In an indication of what may be in store, when Omicron last surged in March, the number of excess deaths for the month stood at 18,818, of which 9,034 people officially died of COVID-19. Among the other people included in the total excess deaths were undoubtedly many people who could not be tested and receive treatment, or who did not receive necessary medical attention for other conditions. .

The only requirement still in place is an indoor mask mandate. In a symbolic move, President Yoon Suk-yeol’s government recently said it would send officials to indoor facilities to ensure people continued to wear masks.

The government has also made the hollow suggestion that facilities like after-school academies, known as hagwon, close and only offer online courses. However, without any government support, almost all academies remain open and students are regularly infected.

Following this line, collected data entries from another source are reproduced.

//! Observability setup for rivulet binaries.

pub mod tracing_setup;
//! Workflow construction and validation.
//!
//! A `Workflow` is an immutable, named collection of steps assembled from
//! `StepSpec`s by `WorkflowBuilder`. Building validates structural
//! constraints (unique names, known references) and precomputes the
//! step graph used to find transitive dependents.

use std::collections::{HashMap, HashSet};
use std::sync::Arc;

use petgraph::graph::{DiGraph, NodeIndex};
use petgraph::visit::Dfs;
use thiserror::Error;

use super::step::{Step, StepSpec};

// ---------------------------------------------------------------------------
// Error type
// ---------------------------------------------------------------------------

/// Errors raised while building or resolving a workflow. All of them are
/// fatal: a run never starts.
#[derive(Debug, Error)]
pub enum WorkflowError {
    /// Structural validation failure.
    #[error("validation error: {0}")]
    ValidationError(String),

    /// Two steps share a name.
    #[error("duplicate step name: '{0}'")]
    DuplicateStep(String),

    /// A step references a step that does not exist.
    #[error("unknown dependency: {0}")]
    UnknownDependency(String),

    /// Explicit dependencies contain a cycle.
    #[error("cycle detected: {0}")]
    CycleDetected(String),

    /// A run targeted a step that does not exist.
    #[error("unknown step: '{0}'")]
    UnknownStep(String),
}

// ---------------------------------------------------------------------------
// Workflow
// ---------------------------------------------------------------------------

/// Immutable mapping from step name to step.
///
/// Steps keep their registration order, which is also the order in which the
/// scheduler considers them.
pub struct Workflow {
    name: String,
    steps: Vec<Arc<Step>>,
    index: HashMap<String, usize>,
    /// Edge from a producer to every step that consumes it (through a
    /// parameter or an explicit dependency). Feedback edges are left out.
    graph: DiGraph<usize, ()>,
}

impl Workflow {
    pub fn builder(name: impl Into<String>) -> WorkflowBuilder {
        WorkflowBuilder::new(name)
    }

    pub fn name(&self) -> &str {
        &self.name
    }

    pub fn get(&self, name: &str) -> Option<&Arc<Step>> {
        self.index.get(name).map(|&i| &self.steps[i])
    }

    pub fn contains(&self, name: &str) -> bool {
        self.index.contains_key(name)
    }

    pub fn steps(&self) -> &[Arc<Step>] {
        &self.steps
    }

    pub fn len(&self) -> usize {
        self.steps.len()
    }

    pub fn is_empty(&self) -> bool {
        self.steps.is_empty()
    }

    /// Steps directly affected by a new value for `name`, in registration
    /// order. Includes `name` itself when it has a feedback parameter.
    pub fn successors_of(&self, name: &str) -> Vec<Arc<Step>> {
        self.steps
            .iter()
            .filter(|s| s.consumes(name))
            .cloned()
            .collect()
    }

    /// Every step that depends, directly or transitively, on `name`. `name`
    /// itself is never part of the result, even inside a loop.
    pub fn dependents_of(&self, name: &str) -> HashSet<String> {
        let Some(&start) = self.index.get(name) else {
            return HashSet::new();
        };
        let start = NodeIndex::new(start);
        let mut dependents = HashSet::new();
        let mut dfs = Dfs::new(&self.graph, start);
        while let Some(node) = dfs.next(&self.graph) {
            if node != start {
                dependents.insert(self.steps[self.graph[node]].name().to_string());
            }
        }
        dependents
    }
}

impl std::fmt::Debug for Workflow {
    fn fmt(&self, f: &mut std::fmt::Formatter<'_>) -> std::fmt::Result {
        f.debug_struct("Workflow")
            .field("name", &self.name)
            .field("steps", &self.steps)
            .finish()
    }
}

// ---------------------------------------------------------------------------
// WorkflowBuilder
// ---------------------------------------------------------------------------

/// Collects `StepSpec`s and validates them into a `Workflow`.
pub struct WorkflowBuilder {
    name: String,
    specs: Vec<StepSpec>,
}

impl WorkflowBuilder {
    pub fn new(name: impl Into<String>) -> Self {
        Self {
            name: name.into(),
            specs: Vec::new(),
        }
    }

    pub fn step(mut self, spec: StepSpec) -> Self {
        self.specs.push(spec);
        self
    }

    /// Validate every spec and assemble the workflow.
    ///
    /// Checks:
    /// - Workflow name is non-empty
    /// - Each spec is valid on its own (see `StepSpec::build`)
    /// - Step names are unique
    /// - Explicit dependencies and parameter sources name existing steps
    ///
    /// Cycles are not checked here; see `dag::resolve`.
    pub fn build(self) -> Result<Workflow, WorkflowError> {
        if self.name.trim().is_empty() {
            return Err(WorkflowError::ValidationError(
                "workflow name must not be empty".to_string(),
            ));
        }

        let mut steps = Vec::with_capacity(self.specs.len());
        let mut index = HashMap::with_capacity(self.specs.len());
        for spec in self.specs {
            let step = spec.build()?;
            if index.contains_key(step.name()) {
                return Err(WorkflowError::DuplicateStep(step.name().to_string()));
            }
            index.insert(step.name().to_string(), steps.len());
            steps.push(Arc::new(step));
        }

        for step in &steps {
            for dep in step.dependencies() {
                if !index.contains_key(dep.as_str()) {
                    return Err(WorkflowError::UnknownDependency(format!(
                        "step '{}' depends on unknown step '{}'",
                        step.name(),
                        dep
                    )));
                }
            }
            for source in step.data_sources() {
                if !index.contains_key(source) {
                    return Err(WorkflowError::UnknownDependency(format!(
                        "step '{}' reads from unknown step '{}'",
                        step.name(),
                        source
                    )));
                }
            }
        }

        let mut graph = DiGraph::<usize, ()>::with_capacity(steps.len(), steps.len());
        let nodes: Vec<NodeIndex> = (0..steps.len()).map(|i| graph.add_node(i)).collect();
        for (to, step) in steps.iter().enumerate() {
            let producers = step
                .dependencies()
                .iter()
                .map(String::as_str)
                .chain(step.data_sources());
            for producer in producers {
                let from = index[producer];
                if from != to {
                    graph.add_edge(nodes[from], nodes[to], ());
                }
            }
        }

        tracing::debug!(
            workflow = self.name.as_str(),
            steps = steps.len(),
            "built workflow"
        );

        Ok(Workflow {
            name: self.name,
            steps,
            index,
            graph,
        })
    }
}

// ---------------------------------------------------------------------------
// Tests
// ---------------------------------------------------------------------------

#[cfg(test)]
mod tests {
    use super::*;
    use crate::workflow::step::{Parameter, StepError, StepInputs};
    use rivulet_types::value::ValueType;
    use serde_json::json;

    fn noop(name: &str) -> StepSpec {
        StepSpec::new(name).handler(|_: StepInputs| async { Ok::<_, StepError>(None) })
    }

    fn reads(name: &str, from: &[&str]) -> StepSpec {
        from.iter().fold(noop(name), |spec, src| {
            spec.param(Parameter::from_step(*src, ValueType::Any, *src))
        })
    }

    #[test]
    fn build_and_lookup() {
        let wf = Workflow::builder("chain")
            .step(noop("a"))
            .step(reads("b", &["a"]))
            .build()
            .unwrap();
        assert_eq!(wf.name(), "chain");
        assert_eq!(wf.len(), 2);
        assert!(wf.contains("a"));
        assert_eq!(wf.get("b").unwrap().name(), "b");
        assert!(wf.get("zzz").is_none());
    }

    #[test]
    fn duplicate_step_names_rejected() {
        let err = Workflow::builder("dup")
            .step(noop("a"))
            .step(noop("a"))
            .build()
            .unwrap_err();
        assert!(matches!(err, WorkflowError::DuplicateStep(ref n) if n == "a"));
    }

    #[test]
    fn unknown_references_rejected() {
        let err = Workflow::builder("bad")
            .step(noop("a").depends_on("ghost"))
            .build()
            .unwrap_err();
        assert!(err.to_string().contains("unknown step 'ghost'"), "got: {err}");

        let err = Workflow::builder("bad")
            .step(reads("a", &["ghost"]))
            .build()
            .unwrap_err();
        assert!(err.to_string().contains("reads from unknown step"), "got: {err}");
    }

    #[test]
    fn empty_workflow_name_rejected() {
        assert!(Workflow::builder("").step(noop("a")).build().is_err());
    }

    #[test]
    fn successors_include_params_explicit_deps_and_feedback() {
        let wf = Workflow::builder("wf")
            .step(noop("a"))
            .step(reads("b", &["a"]))
            .step(noop("c").depends_on("a"))
            .step(noop("loop").param(Parameter::feedback("prev", ValueType::Any, json!(0))))
            .build()
            .unwrap();
        let names: Vec<String> = wf
            .successors_of("a")
            .iter()
            .map(|s| s.name().to_string())
            .collect();
        assert_eq!(names, vec!["b", "c"]);
        let names: Vec<String> = wf
            .successors_of("loop")
            .iter()
            .map(|s| s.name().to_string())
            .collect();
        assert_eq!(names, vec!["loop"]);
    }

    #[test]
    fn dependents_are_transitive_and_exclude_self() {
        // a -> b -> c, c feeds back into b (data loop), d independent
        let wf = Workflow::builder("wf")
            .step(noop("a"))
            .step(
                reads("b", &["a"])
                    .param(Parameter::from_step("c", ValueType::Any, "c").with_default(json!(0))),
            )
            .step(reads("c", &["b"]))
            .step(noop("d"))
            .build()
            .unwrap();

        let deps = wf.dependents_of("a");
        assert_eq!(deps, HashSet::from(["b".to_string(), "c".to_string()]));

        let deps = wf.dependents_of("b");
        assert_eq!(deps, HashSet::from(["c".to_string()]));

        assert!(wf.dependents_of("d").is_empty());
        assert!(wf.dependents_of("missing").is_empty());
    }
}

A teacher in a hagwon in the densely populated Seoul metropolitan area told the World Socialist Website, “Almost every day, a student, or a family member, reports being infected. It is impossible to properly ventilate the classrooms in our building as most have no windows. We also can’t go to Zoom classes because the South Korean education system is so competitive that parents are afraid their children will fall behind. The government knows it. »

The real considerations for Tokyo and Seoul are to ensure that huge profits continue to flow into the pockets of big business. In May, Japanese firm SMBC Nikko Securities reported that 1,323 major companies listed on the Tokyo Stock Exchange made 33.5 trillion yen ($249 billion) in net profits for fiscal 2021, topping a record 30,000 billion yen ($223 billion). in 2018.

In South Korea, the country’s four national banking groups – KB, Shinhan, Woori and Hana – all posted record profits in the April-June period, bringing in a total of 9 trillion won ($6.9 billion). of dollars). That easily surpassed the previous record of 4.63 trillion won ($3.6 billion), set in the first quarter of the year.

Workers, however, face falling real wages as inflation soars. Japanese workers have suffered from wage stagnation for more than 20 years. Their real wages fell 1.8% in May. South Korean workers are also experiencing a decline in real wages, with consumer prices rising 6% in June.